Alors que l’Allemagne attendait – et attend peut-être toujours – que la grande coalition soit en mesure d’agir, plusieurs institutions de santé poursuivent leurs intérêts particuliers dans les premiers développements d’un dossier médical électronique en dehors de toute exigence réglementaire spécifique en matière d’architecture, d’interopérabilité et de protection des données. A l’occasion de la conférence Connecting Healthcare IT (conhIT) qui s’est tenue en avril à Berlin, Jens Naumann, président du conseil d’administration de l’association fédérale allemande des technologies de la santé (bvitg e.V.), a une fois de plus demandé aux responsables politiques, au nom du secteur des technologies de la santé, d’esquisser un objectif national en matière de cybersanté. “Une telle image cible devrait être élaborée de manière interministérielle et intersectorielle dans le cadre d’un processus modéré par les politiques, puis une stratégie nationale de cybersanté devrait en découler et déboucher sur un plan d’action concret”, a déclaré Naumann. Le caractère exemplaire de la stratégie suisse en matière de cybersanté a été évoqué à plusieurs reprises lors des discussions sur le DEP. Le Dr Yvonne Gilli, membre du comité central de la FMH, a rappelé, sur la base de l’expérience suisse, qu’un déploiement progressif des systèmes, axé sur les avantages, avait de plus grandes chances de permettre l’adaptation au changement, car “l’introduction d’un dossier électronique n’est pas seulement un sujet technique, mais aussi et surtout un sujet culturel”. C’est ce qui ressort des résultats d’une enquête du Marburger Bund (enquête en ligne de quatre semaines menée par le Marburger Bund* auprès de ses membres en septembre 2017) constitue un rappel important.

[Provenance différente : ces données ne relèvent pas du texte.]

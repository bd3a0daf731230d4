//! Chunk streaming around an observer.
//!
//! `World` is owned by a single control loop. Each `tick` runs, in order:
//! drain worker results, update the desired set (evict, cancel, enqueue),
//! dispatch queued coordinates, admit finished chunks, then work through
//! deferred neighbor remeshes. Every phase has its own per-tick budget.

use std::collections::{BTreeSet, VecDeque};

use glam::{IVec3, Vec3};
use rustc_hash::{FxHashMap, FxHashSet};

use crate::constants::*;
use crate::core::block::BlockType;
use crate::core::chunk::{BlockSource, Chunk, ChunkCoord};
use crate::error::ConfigError;
use crate::settings::{StreamSettings, WorldSettings};
use crate::world::generator::{ChunkGenerator, TerrainParams};
use crate::world::loader::{ChunkJob, ChunkLoader, GeneratedChunk};

/// Lifecycle stage of a chunk coordinate.
#[derive(Clone, Copy, PartialEq, Eq, Hash, Debug)]
pub enum StreamState {
    Absent,
    Queued,
    Generating,
    Live,
}

/// Read-only numbers for a debug overlay.
#[derive(Clone, Debug, Default, PartialEq, Eq)]
pub struct WorldStats {
    pub loaded_chunks: usize,
    pub queued: usize,
    pub generating: usize,
    pub in_flight: usize,
    pub pending_results: usize,
    pub pending_remesh: usize,
    pub seed: u32,
    pub epoch: u64,
}

/// What a single tick did.
#[derive(Clone, Copy, Debug, Default, PartialEq, Eq)]
pub struct TickReport {
    pub queued: usize,
    pub cancelled: usize,
    pub evicted: usize,
    pub started: usize,
    pub finalized: usize,
    pub discarded: usize,
    pub remeshed: usize,
}

pub struct World {
    stream: StreamSettings,
    terrain: TerrainParams,
    chunks: FxHashMap<ChunkCoord, Chunk>,
    queued: FxHashSet<ChunkCoord>,
    generating: FxHashSet<ChunkCoord>,
    results: VecDeque<GeneratedChunk>,
    remesh_queue: VecDeque<ChunkCoord>,
    remesh_pending: FxHashSet<ChunkCoord>,
    loader: ChunkLoader,
    observer: Vec3,
    epoch: u64,
}
// Strategies for points and point sets.
use crate::data::Point;

use num_bigint::BigInt;
use num_rational::BigRational;
use num_traits::Float;
use ordered_float::NotNan;
use proptest::arbitrary::*;
use proptest::collection::*;
use proptest::prelude::*;
use proptest::strategy::*;
use std::convert::TryInto;

type Mapped<I, O> = Map<StrategyFor<I>, fn(_: I) -> O>;

///////////////////////////////////////////////////////////////////////////////
// Arbitrary point

impl<T: Arbitrary, const N: usize> Arbitrary for Point<T, N>
where
  T::Strategy: Clone,
  T::Parameters: Clone,
  T: Clone + std::fmt::Debug,
{
  type Strategy = Mapped<Vec<T>, Point<T, N>>;
  type Parameters = T::Parameters;
  fn arbitrary_with(params: Self::Parameters) -> Self::Strategy {
    vec(any_with::<T>(params), N).prop_map(|vec: Vec<T>| Point {
      array: vec.try_into().unwrap(),
    })
  }
}

///////////////////////////////////////////////////////////////////////////////
// Convenience functions

pub fn any_8() -> impl Strategy<Value = Point<i8, 2>> {
  any::<Point<i8, 2>>()
}

pub fn any_64() -> impl Strategy<Value = Point<i64, 2>> {
  any::<Point<i64, 2>>()
}

// Arbitrary isn't defined for NotNan.
pub fn any_nn() -> impl Strategy<Value = Point<NotNan<f64>, 2>> {
  any::<Point<f64, 2>>().prop_filter_map("Check for NaN", |pt| pt.cast(rem_float).try_into().ok())
}

// Arbitrary isn't defined for BigInt.
pub fn any_r() -> impl Strategy<Value = Point<BigInt, 2>> {
  any::<Point<i64, 2>>().prop_map(|pt| pt.cast(BigInt::from))
}

pub fn any_rational() -> impl Strategy<Value = Point<BigRational, 2>> {
  any::<Point<f64, 2>>()
    .prop_filter_map("Check for NaN", |pt| {
      Some(Point::new([
        BigRational::from_float(rem_float(pt.array[0]))?,
        BigRational::from_float(rem_float(pt.array[1]))?,
      ]))
    })
}

// Float representation: mantissa * 2^exponent * sign
// This function changes the exponent modulo 250. This rules out extreme
// numbers (very large, very small, very close to zero). Such extremes
// are likely to overflow since the arbitrary precision machinery we're
// using cannot compute answers with an exponent larger than 1024.
pub fn rem_float(f: f64) -> f64 {
  let (mantissa, exponent, sign) = Float::integer_decode(f);
  ((mantissa as f64) * 2f64.powi(i32::from(exponent) % 250)).copysign(f64::from(sign))
}

///////////////////////////////////////////////////////////////////////////////
// Point sets

// Small coordinates make colinear triples, duplicates and degenerate sets common.
pub fn small_grid_point() -> impl Strategy<Value = Point<i32, 2>> {
  (-8i32..=8, -8i32..=8).prop_map(|(x, y)| Point::new([x, y]))
}

pub fn small_grid_set() -> impl Strategy<Value = Vec<Point<i32, 2>>> {
  vec(small_grid_point(), 0..40)
}

pub fn float_set() -> impl Strategy<Value = Vec<Point<f64, 2>>> {
  vec(
    (-1e6f64..1e6, -1e6f64..1e6).prop_map(|(x, y)| Point::new([x, y])),
    0..100,
  )
}

// `rem_float` scaled by a power of two. Covers exponents from about -950 to 1000,
// where plain f64 cross products underflow or overflow.
pub fn any_wide_f64() -> impl Strategy<Value = f64> {
  (any::<f64>(), -700i32..=700).prop_map(|(f, e)| rem_float(f) * 2f64.powi(e))
}

pub fn wide_float_set() -> impl Strategy<Value = Vec<Point<f64, 2>>> {
  vec(
    (any_wide_f64(), any_wide_f64()).prop_map(|(x, y)| Point::new([x, y])),
    0..60,
  )
}

// A grid set and a power of two to scale it by. Scaling by 2^e is exact for
// every grid coordinate.
pub fn scaled_grid_set() -> impl Strategy<Value = (Vec<Point<i32, 2>>, f64)> {
  (small_grid_set(), -1000i32..=1000).prop_map(|(pts, e)| (pts, 2f64.powi(e)))
}

pub fn big_set() -> impl Strategy<Value = Vec<Point<BigInt, 2>>> {
  vec(any_r(), 0..60)
}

Tirer les leçons des erreurs de l’économisation
“Lorsque l’on entend aujourd’hui des médecins parler de numérisation, il est clair que c’est la mécanisation qui rend possible la médecine telle que nous la pratiquons aujourd’hui. Mais si nous considérons la vie réelle dans les cabinets et les hôpitaux, la numérisation est par exemple comprise comme le fait de scanner les résultats, puis de les imprimer et de les faxer pour les transmettre. Même à l’hôpital, de nombreux collègues considèrent la numérisation comme une complication de leur travail, et non comme une facilitation, car les systèmes de l’hôpital servaient principalement à des fins administratives, et non à l’aide aux soins des patients”, a décrit le Dr Franz Bartmann, de l’Association médicale fédérale du Schleswig-Holstein (Allemagne), à propos de son expérience. “Le corps médical a commis de graves erreurs au cours des dix à vingt dernières années. Il a plutôt négligé la numérisation et n’a accompagné certaines évolutions que de manière passive et négative, de sorte qu’il n’a pas eu son mot à dire. Je parle par exemple de l’économisation de la médecine. Les inconvénients de cette économisation auraient peut-être pu être évités avec une participation plus active”, a déclaré le Dr Peter Bobbert, du Marburger Bund, lors de la présentation de l’enquête.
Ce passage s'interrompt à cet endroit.